Each and every line of the data must appear exactly as given.

**** DATA SECTION ****

//! Domain types for Cadence
//!
//! This module contains all core domain types:
//! - LoopDefinition: the read-only multi-phase workflow template
//! - Execution: one live run of a definition
//! - SkillInstance: engine-side record of an externally performed unit of work
//! - Gate: checkpoint with approval policy, status, and decision trace
//! - Guarantee: declarative evidence rule with its evaluation result
//! - LogEntry: append-only audit log entries

pub mod definition;
pub mod execution;
pub mod gate;
pub mod guarantee;
pub mod log;
pub mod skill;

pub use definition::{FailPolicy, LoopDefinition, Phase, SkillRef};
pub use execution::{AutonomyLevel, Execution, ExecutionContext, ExecutionStatus};
pub use gate::{ApprovalPolicy, Approver, Decision, Gate, GateSpec, GateStatus};
pub use guarantee::{Guarantee, GuaranteeKind, GuaranteeResult};
pub use log::{LogCategory, LogEntry, LogLevel};
pub use skill::{SkillInstance, SkillOutcome, SkillStatus};
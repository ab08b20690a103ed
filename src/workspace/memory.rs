//! In-memory workspace fake for tests and simulations.

use std::collections::BTreeMap;
use std::sync::RwLock;

use serde_json::Value;

use super::{Workspace, parse_structured};
use crate::error::{CadenceError, Result};

/// Workspace backed by an in-memory path → content map
///
/// Writable so tests can model asynchronous artifact production between
/// supervisor retries.
#[derive(Default)]
pub struct MemoryWorkspace {
    files: RwLock<BTreeMap<String, String>>,
}

impl MemoryWorkspace {
    /// Create an empty workspace
    pub fn new() -> Self {
        Self::default()
    }

    /// Create a workspace pre-loaded with files
    pub fn with_files(files: &[(&str, &str)]) -> Self {
        let ws = Self::new();
        for (path, content) in files {
            ws.write(path, content);
        }
        ws
    }

    /// Write or overwrite an artifact
    pub fn write(&self, path: &str, content: &str) {
        self.files
            .write()
            .expect("workspace lock poisoned")
            .insert(path.to_string(), content.to_string());
    }

    /// Remove an artifact
    pub fn remove(&self, path: &str) {
        self.files
            .write()
            .expect("workspace lock poisoned")
            .remove(path);
    }
}

impl Workspace for MemoryWorkspace {
    fn matching(&self, pattern: &str) -> Result<Vec<String>> {
        let pattern = glob::Pattern::new(pattern)
            .map_err(|e| CadenceError::Workspace(format!("bad pattern {}: {}", pattern, e)))?;
        let files = self.files.read().map_err(|e| CadenceError::Workspace(e.to_string()))?;
        // BTreeMap iteration keeps results sorted
        Ok(files
            .keys()
            .filter(|path| pattern.matches(path))
            .cloned()
            .collect())
    }

    fn read_text(&self, path: &str) -> Result<Option<String>> {
        let files = self.files.read().map_err(|e| CadenceError::Workspace(e.to_string()))?;
        Ok(files.get(path).cloned())
    }

    fn read_structured(&self, path: &str) -> Result<Option<Value>> {
        match self.read_text(path)? {
            Some(text) => Ok(Some(parse_structured(path, &text)?)),
            None => Ok(None),
        }
    }
}

#[cfg(test)]
mod tests {
    use super::*;

    #[test]
    fn test_with_files_and_matching() {
        let ws = MemoryWorkspace::with_files(&[
            ("docs/plan.md", "# Plan"),
            ("docs/spec.md", "# Spec"),
            ("out/report.json", "{}"),
        ]);
        let matches = ws.matching("docs/*.md").unwrap();
        assert_eq!(matches, vec!["docs/plan.md", "docs/spec.md"]);
    }

    #[test]
    fn test_read_text() {
        let ws = MemoryWorkspace::with_files(&[("notes.txt", "hello")]);
        assert_eq!(ws.read_text("notes.txt").unwrap().as_deref(), Some("hello"));
        assert!(ws.read_text("missing.txt").unwrap().is_none());
    }

    #[test]
    fn test_write_is_visible_to_later_reads() {
        let ws = MemoryWorkspace::new();
        assert!(ws.matching("*.md").unwrap().is_empty());

        ws.write("plan.md", "# Plan");
        assert_eq!(ws.matching("*.md").unwrap(), vec!["plan.md"]);
    }

    #[test]
    fn test_remove() {
        let ws = MemoryWorkspace::with_files(&[("plan.md", "# Plan")]);
        ws.remove("plan.md");
        assert!(ws.read_text("plan.md").unwrap().is_none());
    }

    #[test]
    fn test_read_structured_yaml() {
        let ws = MemoryWorkspace::with_files(&[("config.yaml", "threshold: 0.8\n")]);
        let value = ws.read_structured("config.yaml").unwrap().unwrap();
        assert_eq!(value["threshold"], 0.8);
    }
}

****

**ANSWER TO THE EXERCISE:**
//! Domain types for Cadence
//!
//! This module contains all core domain types:
//! - LoopDefinition: the read-only multi-phase workflow template
//! - Execution: one live run of a definition
//! - SkillInstance: engine-side record of an externally performed unit of work
//! - Gate: checkpoint with approval policy, status, and decision trace
//! - Guarantee: declarative evidence rule with its evaluation result
//! - LogEntry: append-only audit log entries

pub mod definition;
pub mod execution;
pub mod gate;
pub mod guarantee;
pub mod log;
pub mod skill;

pub use definition::{FailPolicy, LoopDefinition, Phase, SkillRef};
pub use execution::{AutonomyLevel, Execution, ExecutionContext, ExecutionStatus};
pub use gate::{ApprovalPolicy, Approver, Decision, Gate, GateSpec, GateStatus};
pub use guarantee::{Guarantee, GuaranteeKind, GuaranteeResult};
pub use log::{LogCategory, LogEntry, LogLevel};
pub use skill::{SkillInstance, SkillOutcome, SkillStatus};
repository ab08b20690a103ed
filename src/workspace/memory.rs
//! In-memory workspace fake for tests and simulations.

use std::collections::BTreeMap;
use std::sync::RwLock;

use serde_json::Value;

use super::{Workspace, parse_structured};
use crate::error::{CadenceError, Result};

/// Workspace backed by an in-memory path → content map
///
/// Writable so tests can model asynchronous artifact production between
/// supervisor retries.
#[derive(Default)]
pub struct MemoryWorkspace {
    files: RwLock<BTreeMap<String, String>>,
}

impl MemoryWorkspace {
    /// Create an empty workspace
    pub fn new() -> Self {
        Self::default()
    }

    /// Create a workspace pre-loaded with files
    pub fn with_files(files: &[(&str, &str)]) -> Self {
        let ws = Self::new();
        for (path, content) in files {
            ws.write(path, content);
        }
        ws
    }

    /// Write or overwrite an artifact
    pub fn write(&self, path: &str, content: &str) {
        self.files
            .write()
            .expect("workspace lock poisoned")
            .insert(path.to_string(), content.to_string());
    }

    /// Remove an artifact
    pub fn remove(&self, path: &str) {
        self.files
            .write()
            .expect("workspace lock poisoned")
            .remove(path);
    }
}

impl Workspace for MemoryWorkspace {
    fn matching(&self, pattern: &str) -> Result<Vec<String>> {
        let pattern = glob::Pattern::new(pattern)
            .map_err(|e| CadenceError::Workspace(format!("bad pattern {}: {}", pattern, e)))?;
        let files = self.files.read().map_err(|e| CadenceError::Workspace(e.to_string()))?;
        // BTreeMap iteration keeps results sorted
        Ok(files
            .keys()
            .filter(|path| pattern.matches(path))
            .cloned()
            .collect())
    }

    fn read_text(&self, path: &str) -> Result<Option<String>> {
        let files = self.files.read().map_err(|e| CadenceError::Workspace(e.to_string()))?;
        Ok(files.get(path).cloned())
    }

    fn read_structured(&self, path: &str) -> Result<Option<Value>> {
        match self.read_text(path)? {
            Some(text) => Ok(Some(parse_structured(path, &text)?)),
            None => Ok(None),
        }
    }
}

#[cfg(test)]
mod tests {
    use super::*;

    #[test]
    fn test_with_files_and_matching() {
        let ws = MemoryWorkspace::with_files(&[
            ("docs/plan.md", "# Plan"),
            ("docs/spec.md", "# Spec"),
            ("out/report.json", "{}"),
        ]);
        let matches = ws.matching("docs/*.md").unwrap();
        assert_eq!(matches, vec!["docs/plan.md", "docs/spec.md"]);
    }

    #[test]
    fn test_read_text() {
        let ws = MemoryWorkspace::with_files(&[("notes.txt", "hello")]);
        assert_eq!(ws.read_text("notes.txt").unwrap().as_deref(), Some("hello"));
        assert!(ws.read_text("missing.txt").unwrap().is_none());
    }

    #[test]
    fn test_write_is_visible_to_later_reads() {
        let ws = MemoryWorkspace::new();
        assert!(ws.matching("*.md").unwrap().is_empty());

        ws.write("plan.md", "# Plan");
        assert_eq!(ws.matching("*.md").unwrap(), vec!["plan.md"]);
    }

    #[test]
    fn test_remove() {
        let ws = MemoryWorkspace::with_files(&[("plan.md", "# Plan")]);
        ws.remove("plan.md");
        assert!(ws.read_text("plan.md").unwrap().is_none());
    }

    #[test]
    fn test_read_structured_yaml() {
        let ws = MemoryWorkspace::with_files(&[("config.yaml", "threshold: 0.8\n")]);
        let value = ws.read_structured("config.yaml").unwrap().unwrap();
        assert_eq!(value["threshold"], 0.8);
    }
}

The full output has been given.